Les critiques, ça fait toujours mal. J'en ai reçu pas mal depuis que je me suis lancé dans la BD : des profs, des auteurs, des camarades de classe (plus rares ceux-là, malheureusement), ma compagne (qui a le don de lancer des piques sans s'en apercevoir), des éditeurs. C'est toujours plus agréable quand c'est courtois mais j'ai remarqué au fil des ans que les messages courtois ne disent pas tout. Et puis le pire qu'on puisse recevoir, ce sont des messages condescendants ou bien des compliments s'attardant sur l'effort. Cela n'aide absolument en rien à évoluer ! Désormais je suis content d'avoir des critiques sèches et dures sur mon boulot, tant qu'elles sont construites et qu'elles permettent de re-travailler ses planches et s'améliorer. C'est tellement rare d'en avoir qu'il faut pouvoir les apprécier, elles sont utiles. Non pas qu'il faille dire 'oui, amen' à tout ce qui est dit, amis cela permet de relativiser, de réfléchir sur son propre travail ; parfois on est tellement enfermé dans on projet qu'on ne voit pas les erreurs, le témoignage d'un spectateur/lecteur permet de remarquer l'évidence invisible. Bon, allez, j'arrête de parler pour ne rien dire... à la base je voulais juste partager ma 'rencontre épistolaire' avec Jeffrey Brown !


Haaa, la critique, enfin !


Je suis déçu de cette relecture. Alors que celle du premier tome de cette trilogie m'avait au contraire plus enchanté qu'à la première lecture.


Il ne se passe pas grand chose. Il ne se passait pas grand chose non plus dans "Clumsy" mais la structure poétique permettait de passer outre ce défaut narratif. Alors qu'ici on est dans quelque chose de bien plus structuré : tout se déroule dans l'ordre. Cela reste fascinant car on découvre une histoire d'amour du début à la fin, mais il reste trop de temps morts. Et puis surtout je n'ai pas eu l'impression que le récit était complet, par rapport à la démarche digne d'un journal intime. Je n'ai pas non plus retrouvé le point de vue original du premier tome, c'est-à-dire le fait que l'on s'attarde sur des toutes petites choses : ici, les récits sont plus convenus, il ne reste pas beaucoup de surprise. La BD gagne en qualité dans sa deuxième moitié, lorsque Jeff amorce les problèmes, accumulent quelques conflits : ce n'est jamais assez approfondi, mais ça devient assurément plus intéressant.
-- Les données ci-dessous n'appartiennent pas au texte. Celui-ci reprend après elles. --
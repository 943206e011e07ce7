//! Rendering-surface seam between the selection logic and a concrete map widget.
//!
//! The browser client implements [`MapBackend`]/[`MapSurface`] on top of Leaflet;
//! tests use the recording fakes in [`testing`]. All handles are opaque ids so
//! controllers never hold references into the widget itself.

use std::rc::Rc;

use serde::Serialize;

use crate::chart::MapOptions;
use crate::data_point::DataPointId;
use crate::geo::{Bounds, LatLng};
use crate::geojson::Feature;

#[derive(Debug, Clone, Copy, PartialEq, Eq, Hash, PartialOrd, Ord)]
pub struct LayerId(pub u32);

/// Index of a shape inside its layer, in feature order.
#[derive(Debug, Clone, Copy, PartialEq, Eq, Hash, PartialOrd, Ord)]
pub struct ShapeKey(pub usize);

#[derive(Debug, Clone, Copy, PartialEq, Eq, Hash, PartialOrd, Ord)]
pub struct MarkerId(pub u32);

#[derive(Debug, Clone, Copy, PartialEq, Eq, Hash, PartialOrd, Ord)]
pub struct PopupId(pub u32);

/// Path style, serialized with the option names Leaflet expects.
#[derive(Debug, Clone, PartialEq, Serialize)]
#[serde(rename_all = "camelCase")]
pub struct ShapeStyle {
    pub color: String,
    pub weight: f64,
    pub fill_opacity: f64,
    #[serde(skip_serializing_if = "Option::is_none")]
    pub fill_color: Option<String>,
}

impl Default for ShapeStyle {
    fn default() -> Self {
        Self {
            color: "#3388ff".to_string(),
            weight: 3.0,
            fill_opacity: 0.2,
            fill_color: Some("#3388ff".to_string()),
        }
    }
}

impl ShapeStyle {
    pub fn selected() -> Self {
        Self {
            color: "#ff7800".to_string(),
            weight: 4.0,
            fill_opacity: 0.8,
            fill_color: Some("#ffb347".to_string()),
        }
    }
}

#[derive(Debug, Clone, PartialEq, Eq)]
pub struct PopupContent {
    pub title: String,
    pub body: Option<String>,
}

impl PopupContent {
    pub fn text(title: impl Into<String>) -> Self {
        Self {
            title: title.into(),
            body: None,
        }
    }
}

/// A free-standing popup anchored at a coordinate.
#[derive(Debug, Clone, PartialEq)]
pub struct Popup {
    pub anchor: LatLng,
    pub content: PopupContent,
    pub close_button: bool,
    pub auto_close: bool,
    pub close_on_click: bool,
    pub class_name: Option<String>,
}

#[derive(Debug, Clone, Default, PartialEq)]
pub struct MarkerOptions {
    /// Data point reported in [`MapEvent::MarkerClicked`]; `None` makes the marker inert.
    pub data_point: Option<DataPointId>,
    pub icon_url: Option<String>,
    pub popup: Option<PopupContent>,
    pub open_popup: bool,
}

/// Interaction reported by a rendering surface.
#[derive(Debug, Clone, PartialEq, Eq)]
pub enum MapEvent {
    ShapeClicked {
        layer: LayerId,
        feature_id: Option<String>,
    },
    MarkerClicked {
        id: DataPointId,
    },
}

pub type EventSink = Rc<dyn Fn(MapEvent)>;

/// Primitives the highlight controllers need from a map widget.
pub trait MapSurface {
    fn add_shape_layer(
        &mut self,
        features: &[Feature],
        style: &dyn Fn(&Feature) -> ShapeStyle,
    ) -> Option<LayerId>;

    fn set_shape_style(&mut self, layer: LayerId, shape: ShapeKey, style: &ShapeStyle);

    /// Restore every shape of the layer to the style it was created with.
    fn reset_layer_style(&mut self, layer: LayerId);

    fn shape_bounds(&self, layer: LayerId, shape: ShapeKey) -> Option<Bounds>;

    /// Take every shape of the layer off the map. The id is not reused.
    fn remove_layer(&mut self, layer: LayerId);

    fn add_marker(&mut self, at: LatLng, options: MarkerOptions) -> Option<MarkerId>;

    fn remove_marker(&mut self, marker: MarkerId);

    fn set_view(&mut self, center: LatLng, zoom: f64);

    fn open_popup(&mut self, popup: &Popup) -> Option<PopupId>;

    fn remove_popup(&mut self, popup: PopupId);

    /// Close whatever popup the widget itself currently has open.
    fn close_popup(&mut self);
}

/// Creates and releases map widgets bound to page containers.
pub trait MapBackend {
    type Map: MapSurface;

    /// `None` when the container does not exist or the widget fails to start.
    fn create(&mut self, container_id: &str, options: &MapOptions, events: EventSink)
    -> Option<Self::Map>;

    fn destroy(&mut self, map: Self::Map);
}

#[derive(Debug, Clone, PartialEq, Eq)]
pub struct MapHandle {
    pub container_id: String,
}

/// Owns at most one live map. Every [`MapSurface`] call is a no-op while no map is live.
pub struct MapAdapter<B: MapBackend> {
    backend: B,
    live: Option<(MapHandle, B::Map)>,
}

impl<B: MapBackend> MapAdapter<B> {
    pub fn new(backend: B) -> Self {
        Self {
            backend,
            live: None,
        }
    }

    /// Create the map, or return the existing handle if one is already live.
    pub fn create(
        &mut self,
        container_id: &str,
        options: &MapOptions,
        events: EventSink,
    ) -> Option<MapHandle> {
        if let Some((handle, _)) = &self.live {
            return Some(handle.clone());
        }
        let Some(map) = self.backend.create(container_id, options, events) else {
            tracing::warn!(container_id, "map container unavailable");
            return None;
        };
        let handle = MapHandle {
            container_id: container_id.to_string(),
        };
        self.live = Some((handle.clone(), map));
        Some(handle)
    }

    pub fn destroy(&mut self) {
        if let Some((handle, map)) = self.live.take() {
            tracing::debug!(container_id = %handle.container_id, "destroying map");
            self.backend.destroy(map);
        }
    }

    pub fn handle(&self) -> Option<&MapHandle> {
        self.live.as_ref().map(|(handle, _)| handle)
    }

    pub fn is_live(&self) -> bool {
        self.live.is_some()
    }

    pub fn map(&self) -> Option<&B::Map> {
        self.live.as_ref().map(|(_, map)| map)
    }

    pub fn backend(&self) -> &B {
        &self.backend
    }

    fn map_mut(&mut self) -> Option<&mut B::Map> {
        self.live.as_mut().map(|(_, map)| map)
    }
}

impl<B: MapBackend> MapSurface for MapAdapter<B> {
    fn add_shape_layer(
        &mut self,
        features: &[Feature],
        style: &dyn Fn(&Feature) -> ShapeStyle,
    ) -> Option<LayerId> {
        self.map_mut()?.add_shape_layer(features, style)
    }

    fn set_shape_style(&mut self, layer: LayerId, shape: ShapeKey, style: &ShapeStyle) {
        if let Some(map) = self.map_mut() {
            map.set_shape_style(layer, shape, style);
        }
    }

    fn reset_layer_style(&mut self, layer: LayerId) {
        if let Some(map) = self.map_mut() {
            map.reset_layer_style(layer);
        }
    }

    fn shape_bounds(&self, layer: LayerId, shape: ShapeKey) -> Option<Bounds> {
        self.map()?.shape_bounds(layer, shape)
    }

    fn remove_layer(&mut self, layer: LayerId) {
        if let Some(map) = self.map_mut() {
            map.remove_layer(layer);
        }
    }

    fn add_marker(&mut self, at: LatLng, options: MarkerOptions) -> Option<MarkerId> {
        self.map_mut()?.add_marker(at, options)
    }

    fn remove_marker(&mut self, marker: MarkerId) {
        if let Some(map) = self.map_mut() {
            map.remove_marker(marker);
        }
    }

    fn set_view(&mut self, center: LatLng, zoom: f64) {
        if let Some(map) = self.map_mut() {
            map.set_view(center, zoom);
        }
    }

    fn open_popup(&mut self, popup: &Popup) -> Option<PopupId> {
        self.map_mut()?.open_popup(popup)
    }

    fn remove_popup(&mut self, popup: PopupId) {
        if let Some(map) = self.map_mut() {
            map.remove_popup(popup);
        }
    }

    fn close_popup(&mut self) {
        if let Some(map) = self.map_mut() {
            map.close_popup();
        }
    }
}

#[cfg(test)]
pub(crate) mod testing {
    use std::collections::{BTreeMap, HashSet};

    use super::*;

    #[derive(Debug, Clone)]
    pub(crate) struct RecordedShape {
        pub feature: Feature,
        pub default_style: ShapeStyle,
        pub style: ShapeStyle,
    }

    #[derive(Debug, Clone)]
    pub(crate) struct RecordedMarker {
        pub at: LatLng,
        pub options: MarkerOptions,
        pub popup_open: bool,
    }

    /// In-memory surface that records every primitive call.
    #[derive(Debug, Default)]
    pub(crate) struct RecordingSurface {
        pub layers: Vec<Vec<RecordedShape>>,
        pub markers: BTreeMap<MarkerId, RecordedMarker>,
        pub popups: BTreeMap<PopupId, Popup>,
        pub view: Option<(LatLng, f64)>,
        pub close_popup_calls: usize,
        next_id: u32,
    }

    impl RecordingSurface {
        fn next_id(&mut self) -> u32 {
            self.next_id += 1;
            self.next_id
        }

        pub fn highlighted_shapes(&self) -> Vec<(LayerId, ShapeKey)> {
            let selected = ShapeStyle::selected();
            self.layers
                .iter()
                .enumerate()
                .flat_map(|(layer, shapes)| {
                    shapes
                        .iter()
                        .enumerate()
                        .filter(|(_, shape)| shape.style == selected)
                        .map(move |(key, _)| (LayerId(layer as u32), ShapeKey(key)))
                })
                .collect()
        }

        pub fn live_layer_count(&self) -> usize {
            self.layers.iter().filter(|shapes| !shapes.is_empty()).count()
        }

        /// Free popups plus marker popups that are currently open.
        pub fn open_popup_count(&self) -> usize {
            self.popups.len() + self.markers.values().filter(|m| m.popup_open).count()
        }

        pub fn single_popup(&self) -> Option<&Popup> {
            match self.popups.values().collect::<Vec<_>>().as_slice() {
                [popup] => Some(popup),
                _ => None,
            }
        }
    }

    impl MapSurface for RecordingSurface {
        fn add_shape_layer(
            &mut self,
            features: &[Feature],
            style: &dyn Fn(&Feature) -> ShapeStyle,
        ) -> Option<LayerId> {
            let shapes = features
                .iter()
                .map(|feature| {
                    let default_style = style(feature);
                    RecordedShape {
                        feature: feature.clone(),
                        style: default_style.clone(),
                        default_style,
                    }
                })
                .collect();
            self.layers.push(shapes);
            Some(LayerId(self.layers.len() as u32 - 1))
        }

        fn set_shape_style(&mut self, layer: LayerId, shape: ShapeKey, style: &ShapeStyle) {
            if let Some(shape) = self
                .layers
                .get_mut(layer.0 as usize)
                .and_then(|shapes| shapes.get_mut(shape.0))
            {
                shape.style = style.clone();
            }
        }

        fn reset_layer_style(&mut self, layer: LayerId) {
            if let Some(shapes) = self.layers.get_mut(layer.0 as usize) {
                for shape in shapes {
                    shape.style = shape.default_style.clone();
                }
            }
        }

        fn remove_layer(&mut self, layer: LayerId) {
            if let Some(shapes) = self.layers.get_mut(layer.0 as usize) {
                shapes.clear();
            }
        }

        fn shape_bounds(&self, layer: LayerId, shape: ShapeKey) -> Option<Bounds> {
            self.layers.get(layer.0 as usize)?.get(shape.0)?.feature.boundary()
        }

        fn add_marker(&mut self, at: LatLng, options: MarkerOptions) -> Option<MarkerId> {
            let id = MarkerId(self.next_id());
            if options.open_popup && options.popup.is_some() {
                // The widget keeps a single managed popup open at a time.
                for marker in self.markers.values_mut() {
                    marker.popup_open = false;
                }
            }
            let popup_open = options.open_popup && options.popup.is_some();
            self.markers.insert(
                id,
                RecordedMarker {
                    at,
                    options,
                    popup_open,
                },
            );
            Some(id)
        }

        fn remove_marker(&mut self, marker: MarkerId) {
            self.markers.remove(&marker);
        }

        fn set_view(&mut self, center: LatLng, zoom: f64) {
            self.view = Some((center, zoom));
        }

        fn open_popup(&mut self, popup: &Popup) -> Option<PopupId> {
            let id = PopupId(self.next_id());
            self.popups.insert(id, popup.clone());
            Some(id)
        }

        fn remove_popup(&mut self, popup: PopupId) {
            self.popups.remove(&popup);
        }

        fn close_popup(&mut self) {
            self.close_popup_calls += 1;
            for marker in self.markers.values_mut() {
                marker.popup_open = false;
            }
        }
    }

    /// Backend that only "finds" the containers it was told about.
    #[derive(Debug, Default)]
    pub(crate) struct RecordingBackend {
        pub containers: HashSet<String>,
        pub created: usize,
        pub destroyed: usize,
    }

    impl RecordingBackend {
        pub fn with_container(container_id: &str) -> Self {
            Self {
                containers: HashSet::from([container_id.to_string()]),
                ..Self::default()
            }
        }
    }

    impl MapBackend for RecordingBackend {
        type Map = RecordingSurface;

        fn create(
            &mut self,
            container_id: &str,
            options: &MapOptions,
            _events: EventSink,
        ) -> Option<RecordingSurface> {
            if !self.containers.contains(container_id) {
                return None;
            }
            self.created += 1;
            Some(RecordingSurface {
                view: Some((options.center, options.zoom)),
                ..RecordingSurface::default()
            })
        }

        fn destroy(&mut self, _map: RecordingSurface) {
            self.destroyed += 1;
        }
    }

    pub(crate) fn noop_sink() -> EventSink {
        Rc::new(|_| {})
    }
}
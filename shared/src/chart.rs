use serde::{Deserialize, Serialize};

use crate::config::{DEFAULT_CENTER, DEFAULT_MAX_ZOOM, DEFAULT_ZOOM, TILE_ATTRIBUTION, TILE_URL};
use crate::data_point::{DataPoint, MarkerDataPoint};
use crate::geo::LatLng;
use crate::geojson::{Feature, FeatureCollection};
use crate::surface::ShapeStyle;

#[derive(Debug, Clone, PartialEq, Eq, Serialize, Deserialize)]
pub struct ChartSource {
    pub name: String,
    pub url: String,
}

impl ChartSource {
    pub fn new(name: impl Into<String>, url: impl Into<String>) -> Self {
        Self {
            name: name.into(),
            url: url.into(),
        }
    }
}

#[derive(Debug, Clone, PartialEq, Eq, Serialize, Deserialize)]
pub struct ChartIdea {
    pub name: String,
    #[serde(default, skip_serializing_if = "Option::is_none")]
    pub url: Option<String>,
}

#[derive(Debug, Clone, Copy, Default, PartialEq, Eq, Serialize, Deserialize)]
#[serde(rename_all = "lowercase")]
pub enum ZoomControlPosition {
    TopLeft,
    #[default]
    TopRight,
    BottomLeft,
    BottomRight,
}

impl ZoomControlPosition {
    pub fn as_str(self) -> &'static str {
        match self {
            ZoomControlPosition::TopLeft => "topleft",
            ZoomControlPosition::TopRight => "topright",
            ZoomControlPosition::BottomLeft => "bottomleft",
            ZoomControlPosition::BottomRight => "bottomright",
        }
    }
}

#[derive(Debug, Clone, PartialEq)]
pub struct MapOptions {
    pub center: LatLng,
    pub zoom: f64,
    pub max_zoom: f64,
    pub tile_url: String,
    pub attribution: String,
    pub zoom_control_position: ZoomControlPosition,
}

impl Default for MapOptions {
    fn default() -> Self {
        Self {
            center: DEFAULT_CENTER,
            zoom: DEFAULT_ZOOM,
            max_zoom: DEFAULT_MAX_ZOOM,
            tile_url: TILE_URL.to_string(),
            attribution: TILE_ATTRIBUTION.to_string(),
            zoom_control_position: ZoomControlPosition::default(),
        }
    }
}

impl MapOptions {
    pub fn centered(center: LatLng, zoom: f64) -> Self {
        Self {
            center,
            zoom,
            ..Self::default()
        }
    }

    pub fn with_max_zoom(mut self, max_zoom: f64) -> Self {
        self.max_zoom = max_zoom;
        self
    }
}

/// Default path style for a shape layer.
#[derive(Debug, Clone, Default, PartialEq)]
pub struct LayerStyle {
    pub base: ShapeStyle,
    /// Take the stroke color from `properties.color` when a feature carries one.
    pub color_from_properties: bool,
}

impl LayerStyle {
    pub fn style_for(&self, feature: &Feature) -> ShapeStyle {
        let mut style = self.base.clone();
        if self.color_from_properties {
            if let Some(color) = feature.properties.color.as_deref().filter(|c| !c.is_empty()) {
                style.color = color.to_string();
            }
        }
        style
    }
}

#[derive(Debug, Clone, PartialEq)]
pub enum Dataset {
    GeoJson {
        collection: FeatureCollection,
        style: LayerStyle,
    },
    Markers(Vec<MarkerDataPoint>),
}

impl Dataset {
    pub fn markers(&self) -> &[MarkerDataPoint] {
        match self {
            Dataset::Markers(markers) => markers,
            Dataset::GeoJson { .. } => &[],
        }
    }
}

/// Everything the map explorer needs to show one chart.
#[derive(Debug, Clone, PartialEq)]
pub struct ChartConfig {
    pub id: String,
    pub title: String,
    pub description: String,
    pub ideas: Vec<ChartIdea>,
    pub sources: Vec<ChartSource>,
    pub map_options: MapOptions,
    pub data_points: Vec<DataPoint>,
    pub dataset: Dataset,
}
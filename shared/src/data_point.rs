use std::fmt;

use serde::{Deserialize, Serialize};

use crate::geo::LatLng;

pub type DataPointId = i64;

/// Value shown next to a data point: either a number or preformatted text.
#[derive(Debug, Clone, PartialEq, Serialize, Deserialize)]
#[serde(untagged)]
pub enum DataPointValue {
    Number(f64),
    Text(String),
}

impl fmt::Display for DataPointValue {
    fn fmt(&self, f: &mut fmt::Formatter<'_>) -> fmt::Result {
        match self {
            DataPointValue::Number(n) => write!(f, "{n}"),
            DataPointValue::Text(s) => f.write_str(s),
        }
    }
}

impl From<f64> for DataPointValue {
    fn from(value: f64) -> Self {
        DataPointValue::Number(value)
    }
}

impl From<String> for DataPointValue {
    fn from(value: String) -> Self {
        DataPointValue::Text(value)
    }
}

#[derive(Debug, Clone, PartialEq, Serialize, Deserialize)]
pub struct DataPoint {
    pub id: DataPointId,
    pub name: String,
    #[serde(default, skip_serializing_if = "Option::is_none")]
    pub value: Option<DataPointValue>,
    #[serde(default, skip_serializing_if = "Option::is_none")]
    pub description: Option<String>,
    #[serde(default, skip_serializing_if = "Option::is_none")]
    pub coordinates: Option<LatLng>,
    /// Secondary line rendered under the name in the side panel.
    #[serde(default, skip_serializing_if = "Option::is_none")]
    pub caption: Option<String>,
}

impl DataPoint {
    pub fn new(id: DataPointId, name: impl Into<String>) -> Self {
        Self {
            id,
            name: name.into(),
            value: None,
            description: None,
            coordinates: None,
            caption: None,
        }
    }

    pub fn with_value(mut self, value: impl Into<DataPointValue>) -> Self {
        self.value = Some(value.into());
        self
    }

    pub fn with_description(mut self, description: impl Into<String>) -> Self {
        self.description = Some(description.into());
        self
    }

    pub fn with_caption(mut self, caption: impl Into<String>) -> Self {
        self.caption = Some(caption.into());
        self
    }
}

/// A point of interest rendered as its own marker.
#[derive(Debug, Clone, PartialEq, Serialize, Deserialize)]
#[serde(rename_all = "camelCase")]
pub struct MarkerDataPoint {
    pub id: DataPointId,
    pub name: String,
    pub coordinates: LatLng,
    #[serde(default, skip_serializing_if = "Option::is_none")]
    pub description: Option<String>,
    #[serde(default, skip_serializing_if = "Option::is_none")]
    pub image_url: Option<String>,
}

impl MarkerDataPoint {
    /// Popup text: the description when present, the name otherwise.
    pub fn popup_text(&self) -> &str {
        match self.description.as_deref() {
            Some(description) if !description.is_empty() => description,
            _ => &self.name,
        }
    }

    pub fn to_data_point(&self) -> DataPoint {
        DataPoint {
            id: self.id,
            name: self.name.clone(),
            value: None,
            description: self.description.clone(),
            coordinates: Some(self.coordinates),
            caption: None,
        }
    }
}

pub fn find_by_id(points: &[DataPoint], id: DataPointId) -> Option<&DataPoint> {
    points.iter().find(|point| point.id == id)
}

/// Parse the string id carried by a rendered feature back into a data point id.
/// Leading zeros are accepted, so `"03"` and `"3"` resolve to the same point.
pub fn parse_feature_id(raw: &str) -> Option<DataPointId> {
    raw.trim().parse().ok()
}

#[cfg(test)]
mod tests {
    use super::*;

    #[test]
    fn value_display_matches_browser_number_formatting() {
        assert_eq!(DataPointValue::Number(10.0).to_string(), "10");
        assert_eq!(DataPointValue::Number(14.29).to_string(), "14.29");
        assert_eq!(DataPointValue::Text("14.29%".into()).to_string(), "14.29%");
    }

    #[test]
    fn value_deserializes_numbers_and_strings() {
        let point: DataPoint =
            serde_json::from_value(serde_json::json!({ "id": 1, "name": "Oslo", "value": 42 }))
                .unwrap();
        assert_eq!(point.value, Some(DataPointValue::Number(42.0)));

        let point: DataPoint =
            serde_json::from_value(serde_json::json!({ "id": 2, "name": "Bergen", "value": "n/a" }))
                .unwrap();
        assert_eq!(point.value, Some(DataPointValue::Text("n/a".into())));
    }

    #[test]
    fn marker_popup_falls_back_to_name() {
        let mut marker: MarkerDataPoint = serde_json::from_value(serde_json::json!({
            "id": 7,
            "name": "Karl Johans gate",
            "coordinates": [59.913, 10.739],
            "imageUrl": "/icons/marker.png"
        }))
        .unwrap();
        assert_eq!(marker.popup_text(), "Karl Johans gate");
        assert_eq!(marker.image_url.as_deref(), Some("/icons/marker.png"));

        marker.description = Some(String::new());
        assert_eq!(marker.popup_text(), "Karl Johans gate");

        marker.description = Some("Open 24/7".into());
        assert_eq!(marker.popup_text(), "Open 24/7");
    }

    #[test]
    fn marker_converts_to_data_point_with_coordinates() {
        let marker = MarkerDataPoint {
            id: 3,
            name: "Gardermoen".into(),
            coordinates: LatLng::new(60.19, 11.1),
            description: None,
            image_url: None,
        };
        let point = marker.to_data_point();
        assert_eq!(point.id, 3);
        assert_eq!(point.coordinates, Some(LatLng::new(60.19, 11.1)));
    }

    #[test]
    fn feature_ids_parse_with_leading_zeros() {
        assert_eq!(parse_feature_id("03"), Some(3));
        assert_eq!(parse_feature_id(" 42 "), Some(42));
        assert_eq!(parse_feature_id("Oslo"), None);
        assert_eq!(parse_feature_id(""), None);
    }

    #[test]
    fn find_by_id_returns_matching_point() {
        let points = vec![DataPoint::new(1, "Oslo"), DataPoint::new(2, "Bergen")];
        assert_eq!(find_by_id(&points, 2).map(|p| p.name.as_str()), Some("Bergen"));
        assert!(find_by_id(&points, 9).is_none());
    }
}
use leptos::prelude::*;
use wasm_bindgen_futures::spawn_local;

use geoscope_shared::catalog::{CHARTS, CatalogEntry, ChartKind};
use geoscope_shared::chart::ChartConfig;

use crate::app::{CurrentPage, FONT, Page};
use crate::datasets;
use crate::explorer_view::MapExplorerView;

/// Clickable card on an overview page.
#[component]
pub(crate) fn CatalogCard(
    title: &'static str,
    description: &'static str,
    on_open: Callback<()>,
) -> impl IntoView {
    view! {
        <button
            style=format!("display: flex; flex-direction: column; gap: 6px; width: 280px; padding: 16px; text-align: left; border-radius: 6px; border: 1px solid #2a2e40; background: #1b1f2c; color: #e2e0d8; font-family: {FONT}; cursor: pointer;")
            on:click=move |_| on_open.run(())
        >
            <span style="font-size: 1rem; font-weight: 600;">{title}</span>
            <span style="font-size: 0.85rem; color: #b8b5aa;">{description}</span>
        </button>
    }
}

#[component]
pub fn ChartOverview() -> impl IntoView {
    let CurrentPage(page) = expect_context();

    view! {
        <section style=format!("padding: 24px; font-family: {FONT};")>
            <h1 style="margin: 0 0 16px; font-size: 1.4rem; color: #e2e0d8;">"Charts"</h1>
            <div style="display: flex; flex-wrap: wrap; gap: 12px;">
                {CHARTS.iter().map(|&CatalogEntry { kind, title, description }| view! {
                    <CatalogCard
                        title=title
                        description=description
                        on_open=Callback::new(move |()| page.set(Page::Chart(kind)))
                    />
                }).collect_view()}
            </div>
        </section>
    }
}

fn loading_message(kind: ChartKind) -> &'static str {
    match kind {
        ChartKind::FastFoodChains => "Loading fast food chains...",
        ChartKind::CountyPopulation => "Loading population data...",
    }
}

/// Loads one chart's datasets and shows it in the map explorer once ready.
#[component]
pub fn ChartPage(kind: ChartKind) -> impl IntoView {
    let CurrentPage(page) = expect_context();
    let chart: RwSignal<Option<ChartConfig>> = RwSignal::new(None);
    let loading = RwSignal::new(true);
    let error: RwSignal<Option<String>> = RwSignal::new(None);

    spawn_local(async move {
        let result = match kind {
            ChartKind::FastFoodChains => datasets::load_fast_food_chart().await,
            ChartKind::CountyPopulation => datasets::load_county_chart().await,
        };
        match result {
            Ok(loaded) => {
                error.set(None);
                chart.set(Some(loaded));
            }
            Err(e) => {
                tracing::warn!(?kind, error = %e, "chart failed to load");
                error.set(Some(e));
            }
        }
        loading.set(false);
    });

    let on_back = Callback::new(move |()| page.set(Page::Charts));

    view! {
        {move || loading.get().then(|| view! {
            <div style=format!("padding: 20px; background: #f0f0f0; color: #333; font-family: {FONT};")>
                {loading_message(kind)}
            </div>
        })}
        {move || error.get().map(|message| view! {
            <div style=format!("margin: 20px; padding: 16px; border-radius: 6px; background: #ffe6e6; color: #d00; font-family: {FONT};")>
                <strong>"Error"</strong>
                <p style="margin: 6px 0 12px;">{message}</p>
                <button
                    style="padding: 5px 12px; border-radius: 4px; border: 1px solid #d00; background: transparent; color: #d00; cursor: pointer;"
                    on:click=move |_| on_back.run(())
                >
                    "Back"
                </button>
            </div>
        })}
        {move || chart.get().map(|chart| view! { <MapExplorerView chart=chart on_back=on_back /> })}
    }
}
Graphiquement, l'auteur a amélioré son style, ou plutôt il l'a rendu moins 'enfantin' (puisqu'il savait mieux dessiner que ça dès le début) : preuve qu'on entre dans quelque chose de plus conventionnel. Mais ça reste libéré de certaines contraintes, c'est parfois bien moche, mais cohérent avec le style. Et puis de ces 'laideurs' il en ressort une certaine beauté, quand, par exemple, les personnages s’enlacent ou font l'amour. De plus, les vignettes sont toujours lisibles, même quand il accumule les traits pour jouer avec la lumière. Simple et efficace.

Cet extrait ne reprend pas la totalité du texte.